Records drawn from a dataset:
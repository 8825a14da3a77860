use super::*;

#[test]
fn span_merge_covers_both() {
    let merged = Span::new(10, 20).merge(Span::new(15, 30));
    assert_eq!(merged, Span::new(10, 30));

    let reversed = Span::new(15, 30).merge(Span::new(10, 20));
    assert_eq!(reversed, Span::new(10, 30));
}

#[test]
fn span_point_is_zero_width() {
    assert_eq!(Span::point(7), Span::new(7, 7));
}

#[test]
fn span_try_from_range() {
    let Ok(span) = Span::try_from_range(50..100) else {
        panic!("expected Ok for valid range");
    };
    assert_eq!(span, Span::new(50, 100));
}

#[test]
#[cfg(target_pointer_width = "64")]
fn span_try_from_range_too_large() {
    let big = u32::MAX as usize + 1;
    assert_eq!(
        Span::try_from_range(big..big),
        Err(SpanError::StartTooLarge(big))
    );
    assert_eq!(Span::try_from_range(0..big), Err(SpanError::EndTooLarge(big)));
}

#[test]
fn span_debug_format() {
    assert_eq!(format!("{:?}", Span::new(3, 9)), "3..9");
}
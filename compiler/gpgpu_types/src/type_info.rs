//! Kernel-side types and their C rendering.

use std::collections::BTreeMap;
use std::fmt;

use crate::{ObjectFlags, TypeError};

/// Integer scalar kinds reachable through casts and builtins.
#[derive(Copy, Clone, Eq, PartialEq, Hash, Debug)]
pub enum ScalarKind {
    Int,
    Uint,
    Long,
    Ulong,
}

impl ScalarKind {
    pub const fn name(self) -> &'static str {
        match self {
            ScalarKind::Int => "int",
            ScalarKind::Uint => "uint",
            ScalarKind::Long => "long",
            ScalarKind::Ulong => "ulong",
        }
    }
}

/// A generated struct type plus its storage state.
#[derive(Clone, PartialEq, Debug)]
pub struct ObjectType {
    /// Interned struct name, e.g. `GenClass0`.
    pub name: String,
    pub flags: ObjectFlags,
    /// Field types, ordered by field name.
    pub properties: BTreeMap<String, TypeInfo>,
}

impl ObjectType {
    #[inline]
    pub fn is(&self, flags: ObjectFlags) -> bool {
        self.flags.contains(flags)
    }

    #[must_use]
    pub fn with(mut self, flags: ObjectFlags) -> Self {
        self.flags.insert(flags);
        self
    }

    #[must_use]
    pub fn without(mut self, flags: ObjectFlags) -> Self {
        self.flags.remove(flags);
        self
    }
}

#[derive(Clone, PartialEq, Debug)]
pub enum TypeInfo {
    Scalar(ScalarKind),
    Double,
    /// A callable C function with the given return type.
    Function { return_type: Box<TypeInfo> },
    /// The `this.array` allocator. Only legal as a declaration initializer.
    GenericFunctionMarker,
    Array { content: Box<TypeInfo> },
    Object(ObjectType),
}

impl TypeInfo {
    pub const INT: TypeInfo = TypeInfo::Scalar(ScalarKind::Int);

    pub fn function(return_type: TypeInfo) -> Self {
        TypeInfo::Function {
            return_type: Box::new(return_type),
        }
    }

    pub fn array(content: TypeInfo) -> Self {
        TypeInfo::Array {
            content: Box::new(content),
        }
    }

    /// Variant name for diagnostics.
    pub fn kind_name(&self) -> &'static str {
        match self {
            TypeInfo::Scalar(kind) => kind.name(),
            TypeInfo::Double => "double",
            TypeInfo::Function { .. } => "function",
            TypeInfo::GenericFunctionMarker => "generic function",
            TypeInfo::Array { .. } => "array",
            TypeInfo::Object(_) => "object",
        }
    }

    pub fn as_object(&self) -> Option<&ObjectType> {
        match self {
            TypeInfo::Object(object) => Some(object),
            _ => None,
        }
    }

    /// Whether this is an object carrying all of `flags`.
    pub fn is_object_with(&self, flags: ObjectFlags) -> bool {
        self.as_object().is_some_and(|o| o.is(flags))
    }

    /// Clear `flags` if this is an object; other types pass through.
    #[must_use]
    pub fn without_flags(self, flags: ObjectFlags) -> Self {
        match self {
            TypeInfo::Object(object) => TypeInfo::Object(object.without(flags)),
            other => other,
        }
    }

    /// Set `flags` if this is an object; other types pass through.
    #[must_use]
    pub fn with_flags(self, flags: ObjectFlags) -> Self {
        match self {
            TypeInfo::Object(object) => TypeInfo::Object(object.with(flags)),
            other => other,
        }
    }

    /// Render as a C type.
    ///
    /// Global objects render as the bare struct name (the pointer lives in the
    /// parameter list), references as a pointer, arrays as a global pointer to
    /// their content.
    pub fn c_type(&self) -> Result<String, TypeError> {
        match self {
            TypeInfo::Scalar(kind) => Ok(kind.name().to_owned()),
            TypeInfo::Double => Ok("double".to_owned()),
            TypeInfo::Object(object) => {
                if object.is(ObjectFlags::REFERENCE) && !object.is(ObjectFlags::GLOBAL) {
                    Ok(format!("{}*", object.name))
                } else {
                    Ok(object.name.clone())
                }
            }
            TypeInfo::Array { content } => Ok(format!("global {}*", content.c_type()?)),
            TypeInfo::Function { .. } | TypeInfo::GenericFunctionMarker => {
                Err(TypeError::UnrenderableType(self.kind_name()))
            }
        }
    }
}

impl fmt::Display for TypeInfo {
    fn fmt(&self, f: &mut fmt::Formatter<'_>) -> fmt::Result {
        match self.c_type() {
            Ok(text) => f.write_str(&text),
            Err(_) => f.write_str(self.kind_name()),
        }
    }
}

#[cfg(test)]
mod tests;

■ **ACTIVITY**
Each line that holds the string "static" is to be copied from the entries above.

■ **REPLY**
    pub const fn name(self) -> &'static str {
    pub fn kind_name(&self) -> &'static str {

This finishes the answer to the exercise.